Immerhin, wenn auch hier und da noch ein bisschen Bauschlamm zu sehen ist, haben es die jetzigen Veranstalter doch geschafft, die subtropische Region in ein Wintersportparadies zu verwandeln. Dass das ein Vermögen gekostet hat (man spricht von 40 bis 50 Milliarden Dollar) und vermutlich nicht nur mit sauberen Händen erledigt worden ist, kann man sich denken, doch Putins mächtige Hand deckt alles. Fragen sollen nicht aufkommen. Anwohner loben vor laufenden internationalen Kameras und Mikrofonen die schnelle und gigantische Modernisierung ihres 320 000- Einwohner-Kurorts. Neue Stadien und moderne Unterkünfte sind entstanden, wie schön. Dass die Infra-Struktur monströs ausgebaut, manche Anwohner und Hausbesitzer brutal enteignet wurden, kein Thema. Fest steht: Der russische Staat übernimmt sechzig Prozent der horrenden Kosten. Geld, das man vielleicht in die Modernisierung des maroden Gesundheitssystems hätte investieren können. Den Rest finanziert neben der Privatwirtschaft der staatlich kontrollierte Energiekonzern “Gasprom”, der unter anderem eine luxuriöse Hotelanlage in Sotschi errichtet hat.

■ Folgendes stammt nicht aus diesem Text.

//! # arity-lint-rules
//!
//! Built-in arity rules for arity-lint.
//!
//! ## Available Rules
//!
//! | Code | Name | Description |
//! |------|------|-------------|
//! | AR001 | `func-args` | Limits the number of arguments passed at call sites |
//! | AR002 | `func-params` | Limits the number of declared parameters, including function types |
//!
//! Both rules read their limits from the rule table in `arity-lint.toml`:
//!
//! ```toml
//! [rules.func-args]
//! global = 4
//! setTimeout = 2
//!
//! [rules.func-params]
//! global = 3
//! arrowFuncExpression = -1
//! ```
//!
//! ## Usage
//!
//! ```ignore
//! use arity_lint_core::{Analyzer, Config};
//! use arity_lint_rules::rules_from_config;
//!
//! let config = Config::from_file("arity-lint.toml".as_ref())?;
//! let mut builder = Analyzer::builder().root("./src");
//! for rule in rules_from_config(&config)? {
//!     builder = builder.rule_box(rule);
//! }
//! let result = builder.config(config).build()?.analyze()?;
//! ```

#![forbid(unsafe_code)]
#![warn(missing_docs)]

pub mod func_args;
pub mod func_params;
mod registry;

pub use func_args::FuncArgs;
pub use func_params::{Category, FuncParams};
pub use registry::{all_rules, rules_from_config, RULE_NAMES};

/// Re-export core types for convenience.
pub use arity_lint_core::{Rule, Severity, Violation};
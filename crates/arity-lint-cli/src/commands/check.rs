//! Check command implementation.

use anyhow::{bail, Context, Result};
use arity_lint_core::{Analyzer, RuleBox};
use arity_lint_rules::rules_from_config;
use std::path::Path;

use crate::config_resolver::ConfigSource;
use crate::OutputFormat;

/// Runs the check command.
pub fn run(
    path: &Path,
    format: OutputFormat,
    rules_filter: Option<String>,
    exclude: Vec<String>,
    source: &ConfigSource,
) -> Result<()> {
    let config = source.load()?;
    let rules = rules_from_config(&config).context("Invalid rule configuration")?;

    let rules = match rules_filter {
        Some(filter) => {
            let selectors: Vec<&str> = filter.split(',').map(str::trim).collect();
            select_rules(rules, &selectors)?
        }
        None => rules,
    };

    let mut builder = Analyzer::builder().root(path).config(config);
    for pattern in exclude {
        builder = builder.exclude(pattern);
    }
    for rule in rules {
        if !rule.is_active() {
            tracing::debug!("Rule {} has no limits configured", rule.name());
        }
        builder = builder.rule_box(rule);
    }

    let analyzer = builder.build().context("Failed to build analyzer")?;

    tracing::info!("Analyzing {:?} with {} rules", path, analyzer.rule_count());

    let result = analyzer.analyze().context("Analysis failed")?;

    super::output::print(&result, format, analyzer.root())?;

    if result.has_errors() {
        std::process::exit(1);
    }

    Ok(())
}

/// Keeps the rules whose name or code appears in `selectors`.
fn select_rules(rules: Vec<RuleBox>, selectors: &[&str]) -> Result<Vec<RuleBox>> {
    for selector in selectors {
        if !rules
            .iter()
            .any(|r| r.name() == *selector || r.code() == *selector)
        {
            bail!("Unknown rule: {selector}");
        }
    }

    Ok(rules
        .into_iter()
        .filter(|r| selectors.contains(&r.name()) || selectors.contains(&r.code()))
        .collect())
}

Die Gewinner des olympia-typischen Baubooms werden also vor allem die russischen Oligarchen sein, die es sich neben dem Präsidenten bei der Eröffnungsfeier bequem machen dürfen. Freie Plätze gibt es genug. Bundespräsident Joachim Gauck hat frühzeitig seinen Einzel-Boykott der Spiele angekündigt. Bundeskanzlerin Angela Merkel plant bislang auch keine Stippvisite in Putins Schöne Neue Wintersportwelt mit mediterranem Klima. Was ihren Vorgänger Gerhard Schröder, der seit längerem als Gazprom-Lobbist unterwegs ist, vielleicht zu einem medialen Comeback als Ersatz-Bundeskanzler in Sotschi verhelfen könnte. Seite an Seite mit dem erst seit kurzem amtierenden deutschen IOC-Präsidenten Thomas Bach, der immer wieder darauf hinweist, dass politische Probleme nicht auf dem Rücken von Sportlern ausgetragen werden sollten. Doch wieso eigentlich dieser strapaziöse Akt der Trennung von Sport und Politik, die offenbar doch sowieso nicht immer so richtig hinhaut. Wäre Sotschi 2014 nicht der ideale Ort, um an die grossen olympischen Leistungen von Kaiser Nero anzuknüpfen? Der Herrscher als Sportstar und Gewinner in fast allen Disziplinen? Mit Präsident Wladimir Putin steht dem russischen Team, falls es im Laufe des Wettbewerbs schwächeln sollte, jedenfalls was die Disziplinen Judo, Reiten, Schiessen, Rudern, Eishockeyspielen und Angeln betrifft, ein physisch bestens durchtrainierter Ersatzmann zur Verfügung. Sogar die Kunst des Singens und Klavierspielens soll er, beim Jupiter, beherrschen.